2. A. Rhizogenes transformé des racines velues de l’haricot

  1. Stériliser les graines de haricot (P. vulgaris CV Jamapa Negro) (environ 20) dans 50 mL d’éthanol à 96 % pendant 1 min et jeter l’éthanol ; Ajouter ensuite 50 mL d’eau de Javel (hypochlorite de sodium) de la 20 % pendant 10 min, avec un mélange constant dans une hotte à flux laminaire. Enlever l’eau de Javel et laver à l’eau stérile excès 3 fois.
    Remarque : Les autres cultivars P. vulgaris peuvent être utilisés pour l’induction de racines chevelues.
  2. Faire germer les graines stérilisées sur papier-filtre stérile imbibé de Broughton & Dilworth (B & D) solution22 (tableau 1) pendant 2 jours dans l’obscurité à 28 ° C.
  3. La veille de la transformation de préparer ce qui suit :
    1. -Ensemencer sur 150 µL de la culture a. rhizogenes , hébergeant le vecteur binaire (préparé en étapes 1.13 et 1.14) sur solide LB Spe100 et poussent à 28 ° C durant la nuit.

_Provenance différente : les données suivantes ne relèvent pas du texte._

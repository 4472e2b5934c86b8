use {
  crate::{ConditionId, Operator, ParameterType},
  alloy_primitives::Bytes,
  multihash::{Hasher, Keccak256},
  once_cell::sync::OnceCell,
  serde::{Deserialize, Serialize},
  std::hash::Hash,
  thiserror::Error,
};

/// Condition trees deeper than this are rejected at construction.
///
/// Every recursive walk over a condition (hashing, normalization,
/// decoding, matching) is bounded by this depth.
pub const MAX_CONDITION_DEPTH: usize = 64;

/// Upper bound on the number of branches of an `ArraySubset` node.
pub const MAX_SUBSET_BRANCHES: usize = 256;

#[derive(Debug, Clone, PartialEq, Eq, Error)]
pub enum ConditionError {
  #[error("{operator:?} is not allowed on parameter type {param_type:?}")]
  ParamTypeNotAllowed {
    param_type: ParameterType,
    operator: Operator,
  },

  #[error("{0:?} requires at least one child condition")]
  MissingChildren(Operator),

  #[error("{0:?} takes exactly one child condition")]
  ExpectedSingleChild(Operator),

  #[error("{0:?} accepts at most {1} child conditions")]
  TooManyChildren(Operator, usize),

  #[error("{0:?} on {1:?} does not take child conditions")]
  UnexpectedChildren(Operator, ParameterType),

  #[error("{0:?} requires child conditions describing its layout")]
  MissingLayout(ParameterType),

  #[error("{0:?} requires a comparison value")]
  MissingCompValue(Operator),

  #[error("{0:?} does not take a comparison value")]
  UnexpectedCompValue(Operator),

  #[error(
    "{operator:?} expects a {expected}-byte comparison value, got {actual} \
     bytes"
  )]
  CompValueLength {
    operator: Operator,
    expected: usize,
    actual: usize,
  },

  #[error(
    "comparison value must be a whole number of 32-byte words, got {0} \
     bytes"
  )]
  UnalignedCompValue(usize),

  #[error("condition tree is deeper than {} levels", MAX_CONDITION_DEPTH)]
  TooDeep,
}

/// A node in a permission condition tree.
///
/// Conditions describe constraints over the ABI-encoded arguments of a
/// function call. Structural nodes (`Matches` over tuples, arrays and
/// calldata) have one child per decoded field, while logical nodes
/// (`And`, `Or`, `Nor`) combine alternative constraints over the same
/// span of calldata.
///
/// Conditions are immutable. Every constructor validates the node against
/// the rules of its operator, so a `Condition` value is always consistent
/// and its canonical id can always be computed. Transformations such as
/// normalization produce new trees and share nothing mutable.
///
/// Equality and hashing are structural: two conditions are equal iff
/// their [`ConditionId`]s are equal.
#[derive(Clone, Serialize, Deserialize)]
#[serde(try_from = "RawCondition", into = "RawCondition")]
pub struct Condition {
  param_type: ParameterType,
  operator: Operator,
  children: Vec<Condition>,
  comp_value: Option<Bytes>,
  depth: usize,
  id_cache: OnceCell<ConditionId>,
}

/// Wire representation, validated on its way into a [`Condition`].
#[derive(Clone, Serialize, Deserialize)]
#[serde(rename_all = "camelCase")]
struct RawCondition {
  param_type: ParameterType,
  operator: Operator,
  #[serde(default, skip_serializing_if = "Vec::is_empty")]
  children: Vec<Condition>,
  #[serde(default, skip_serializing_if = "Option::is_none")]
  comp_value: Option<Bytes>,
}

impl TryFrom<RawCondition> for Condition {
  type Error = ConditionError;

  fn try_from(raw: RawCondition) -> Result<Self, Self::Error> {
    Condition::new(raw.param_type, raw.operator, raw.children, raw.comp_value)
  }
}

impl From<Condition> for RawCondition {
  fn from(condition: Condition) -> Self {
    RawCondition {
      param_type: condition.param_type,
      operator: condition.operator,
      children: condition.children,
      comp_value: condition.comp_value,
    }
  }
}

impl Condition {
  /// Validates and constructs a condition node.
  pub fn new(
    param_type: ParameterType,
    operator: Operator,
    children: Vec<Condition>,
    comp_value: Option<Bytes>,
  ) -> Result<Self, ConditionError> {
    validate(param_type, operator, &children, comp_value.as_ref())?;
    let condition = Self::assemble(param_type, operator, children, comp_value);
    if condition.depth > MAX_CONDITION_DEPTH {
      return Err(ConditionError::TooDeep);
    }
    Ok(condition)
  }

  /// A node that places no constraint on its field.
  pub fn pass(param_type: ParameterType) -> Result<Self, ConditionError> {
    Self::new(param_type, Operator::Pass, vec![], None)
  }

  /// A structural node whose children must match the decoded fields.
  pub fn matches(
    param_type: ParameterType,
    children: Vec<Condition>,
  ) -> Result<Self, ConditionError> {
    Self::new(param_type, Operator::Matches, children, None)
  }

  pub fn and(children: Vec<Condition>) -> Result<Self, ConditionError> {
    Self::new(ParameterType::None, Operator::And, children, None)
  }

  pub fn or(children: Vec<Condition>) -> Result<Self, ConditionError> {
    Self::new(ParameterType::None, Operator::Or, children, None)
  }

  pub fn nor(children: Vec<Condition>) -> Result<Self, ConditionError> {
    Self::new(ParameterType::None, Operator::Nor, children, None)
  }

  /// A leaf predicate comparing its field against `comp_value`.
  pub fn compare(
    param_type: ParameterType,
    operator: Operator,
    comp_value: impl Into<Bytes>,
  ) -> Result<Self, ConditionError> {
    Self::new(param_type, operator, vec![], Some(comp_value.into()))
  }

  /// Builds a node without validation. Only used by transformations
  /// that provably preserve validity.
  pub(crate) fn assemble(
    param_type: ParameterType,
    operator: Operator,
    children: Vec<Condition>,
    comp_value: Option<Bytes>,
  ) -> Self {
    let depth = 1 + children.iter().map(|c| c.depth).max().unwrap_or(0);
    Self {
      param_type,
      operator,
      children,
      comp_value,
      depth,
      id_cache: OnceCell::new(),
    }
  }

  /// Same node with a different list of children.
  pub(crate) fn with_children(self, children: Vec<Condition>) -> Self {
    Self::assemble(self.param_type, self.operator, children, self.comp_value)
  }

  pub(crate) fn into_children(self) -> Vec<Condition> {
    self.children
  }

  pub fn param_type(&self) -> ParameterType {
    self.param_type
  }

  pub fn operator(&self) -> Operator {
    self.operator
  }

  pub fn children(&self) -> &[Condition] {
    &self.children
  }

  pub fn comp_value(&self) -> Option<&Bytes> {
    self.comp_value.as_ref()
  }

  /// Number of levels in this tree, a leaf has depth 1.
  pub fn depth(&self) -> usize {
    self.depth
  }

  /// Canonical content hash of this tree.
  ///
  /// Note that this is the id of the tree as it is, callers that want
  /// semantic identity should hash the normalized tree.
  pub fn id(&self) -> ConditionId {
    *self.id_cache.get_or_init(|| {
      let mut hasher = Keccak256::default();
      hasher.update(&[self.param_type as u8, self.operator as u8]);
      match &self.comp_value {
        Some(value) => {
          hasher.update(&[1]);
          hasher.update(&(value.len() as u32).to_be_bytes());
          hasher.update(value);
        }
        None => hasher.update(&[0]),
      }
      hasher.update(&(self.children.len() as u32).to_be_bytes());
      for child in &self.children {
        hasher.update(child.id().as_ref());
      }
      ConditionId::from_digest(hasher.finalize())
    })
  }

  /// Visits all nodes of the tree in pre-order.
  pub fn for_each<F>(&self, op: &mut F)
  where
    F: FnMut(&Condition),
  {
    op(self);
    for child in &self.children {
      child.for_each(op);
    }
  }
}

impl PartialEq for Condition {
  fn eq(&self, other: &Self) -> bool {
    self.id() == other.id()
  }
}

impl Eq for Condition {}

impl Hash for Condition {
  fn hash<H: std::hash::Hasher>(&self, state: &mut H) {
    self.id().hash(state);
  }
}

impl std::fmt::Debug for Condition {
  fn fmt(&self, f: &mut std::fmt::Formatter<'_>) -> std::fmt::Result {
    let mut s = f.debug_struct("Condition");
    s.field("param_type", &self.param_type);
    s.field("operator", &self.operator);
    if let Some(value) = &self.comp_value {
      s.field("comp_value", value);
    }
    if !self.children.is_empty() {
      s.field("children", &self.children);
    }
    s.finish()
  }
}

fn validate(
  param_type: ParameterType,
  operator: Operator,
  children: &[Condition],
  comp_value: Option<&Bytes>,
) -> Result<(), ConditionError> {
  use {Operator::*, ParameterType as P};

  let allowed = match operator {
    And | Or | Nor => param_type == P::None,
    Pass | Custom => param_type != P::None,
    Matches => matches!(
      param_type,
      P::Tuple | P::Array | P::Calldata | P::AbiEncoded
    ),
    ArraySome | ArrayEvery | ArraySubset => param_type == P::Array,
    EqualTo => {
      matches!(param_type, P::Static | P::Dynamic | P::Tuple | P::Array)
    }
    GreaterThan
    | LessThan
    | SignedIntGreaterThan
    | SignedIntLessThan
    | EqualToAvatar
    | WithinAllowance => param_type == P::Static,
    Bitmask => matches!(param_type, P::Static | P::Dynamic),
    EtherWithinAllowance | CallWithinAllowance => param_type == P::None,
  };

  if !allowed {
    return Err(ConditionError::ParamTypeNotAllowed {
      param_type,
      operator,
    });
  }

  match operator {
    And | Or | Nor | Matches if children.is_empty() => {
      return Err(ConditionError::MissingChildren(operator))
    }
    ArraySome | ArrayEvery if children.len() != 1 => {
      return Err(ConditionError::ExpectedSingleChild(operator))
    }
    ArraySubset if children.is_empty() => {
      return Err(ConditionError::MissingChildren(operator))
    }
    ArraySubset if children.len() > MAX_SUBSET_BRANCHES => {
      return Err(ConditionError::TooManyChildren(
        operator,
        MAX_SUBSET_BRANCHES,
      ))
    }
    And | Or | Nor | Matches | ArraySome | ArrayEvery | ArraySubset => {}
    _ => match param_type {
      P::Static | P::Dynamic | P::None if !children.is_empty() => {
        return Err(ConditionError::UnexpectedChildren(operator, param_type))
      }
      P::Tuple | P::Array if children.is_empty() => {
        return Err(ConditionError::MissingLayout(param_type))
      }
      _ => {}
    },
  }

  match operator {
    Pass | And | Or | Nor | Matches | ArraySome | ArrayEvery | ArraySubset
    | EqualToAvatar => match comp_value {
      Some(_) => Err(ConditionError::UnexpectedCompValue(operator)),
      None => Ok(()),
    },
    EqualTo => match comp_value {
      None => Err(ConditionError::MissingCompValue(operator)),
      Some(value) if value.is_empty() => {
        Err(ConditionError::MissingCompValue(operator))
      }
      // encodings of everything but a dynamic value are word aligned
      Some(value) if param_type != P::Dynamic && value.len() % 32 != 0 => {
        Err(ConditionError::UnalignedCompValue(value.len()))
      }
      Some(_) => Ok(()),
    },
    _ => match comp_value {
      None => Err(ConditionError::MissingCompValue(operator)),
      Some(value) if value.len() != 32 => {
        Err(ConditionError::CompValueLength {
          operator,
          expected: 32,
          actual: value.len(),
        })
      }
      Some(_) => Ok(()),
    },
  }
}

    2. Remplir un tube de 15 mL avec B & solution D et remplacer le bouchon à vis avec double couche d’aluminium. Cela s’assemble en un tube de verre de 22 cm contenant 10 mL de B & D solution (Figure 2) et autoclave il.
  4. Le jour de la transformation, assembler les matériaux stériles suivants dans une hotte à flux laminaire : germer les graines de l’étape 2.2, plaque de culture d’étape 2.3.1, tubes de l’étape 2.3.2, eau bidistillée stérile (10 mL), pipettes et pointes de pipette, une pince stérile, et les seringues de 3 mL.

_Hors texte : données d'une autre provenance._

use roles_primitives::Target;

/// Everything `a` grants that `b` does not grant in the same way.
///
/// A target-wide grant is reported unless `b` has one with the same
/// options. A function is reported unless `b` has it with the same
/// options and a semantically equal condition. Targets left with nothing
/// to report are dropped.
pub fn diff_targets(a: &[Target], b: &[Target]) -> Vec<Target> {
  a.iter()
    .filter_map(|target| {
      let Some(other) = b.iter().find(|t| t.address == target.address) else {
        return (!target.is_empty()).then(|| target.clone());
      };

      let wildcard = match (target.wildcard, other.wildcard) {
        (Some(ours), Some(theirs)) if ours == theirs => None,
        (ours, _) => ours,
      };

      let functions = target
        .functions
        .iter()
        .filter(|function| {
          other
            .function(&function.selector)
            .map_or(true, |theirs| !function.equivalent(theirs))
        })
        .cloned()
        .collect();

      let diff = Target {
        address: target.address,
        wildcard,
        functions,
      };

      (!diff.is_empty()).then_some(diff)
    })
    .collect()
}

/// Both sets grant exactly the same calls.
pub fn targets_equal(a: &[Target], b: &[Target]) -> bool {
  diff_targets(a, b).is_empty() && diff_targets(b, a).is_empty()
}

  5. Utiliser un embout de 200 µL courbé à racler les cellules a. rhizogenes de la plaque dans un tube de microcentrifuge et remettre en suspension dans 1 mL de l’eau stérile double. De même, préparer les hématies vecteur séparément.

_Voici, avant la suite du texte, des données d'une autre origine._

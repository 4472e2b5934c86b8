mod condition;
mod id;
mod kind;
mod normalize;
mod permission;
mod preset;
mod target;

pub use {
  alloy_primitives::{Address, Bytes, Selector, B256, I256, U256},
  condition::{
    Condition,
    ConditionError,
    MAX_CONDITION_DEPTH,
    MAX_SUBSET_BRANCHES,
  },
  id::ConditionId,
  kind::{Operator, ParameterType, UnknownDiscriminant},
  normalize::{is_dynamic_param_type, normalize_condition},
  permission::{ExecutionOptions, Permission},
  preset::{Annotation, ApiInfo, Preset},
  target::{Function, Target},
};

    1. Mélanger les cellules doucement pour remettre en suspension. Ne pas vortexer.
  6. Faire un trou de 3 mm sur la feuille d’aluminium de l’étape 2.3.2 en utilisant un embout de la pipette stérile des tubes.
  7. Recueillir les cellules (promoteur ou vector control) de l’étape 2.5 avec la seringue et piquer légèrement l’hypocotyle des graines germées avec la pointe de l’aiguille (Figure 2).
    Remarque : Veillez à ce que l’aiguille pénètre (4 à 6 fois) les tissus vasculaires et injecter petit (~ 5 µL) supprime des cellules sur la plaie à des endroits différents autour de l’hypocotyle.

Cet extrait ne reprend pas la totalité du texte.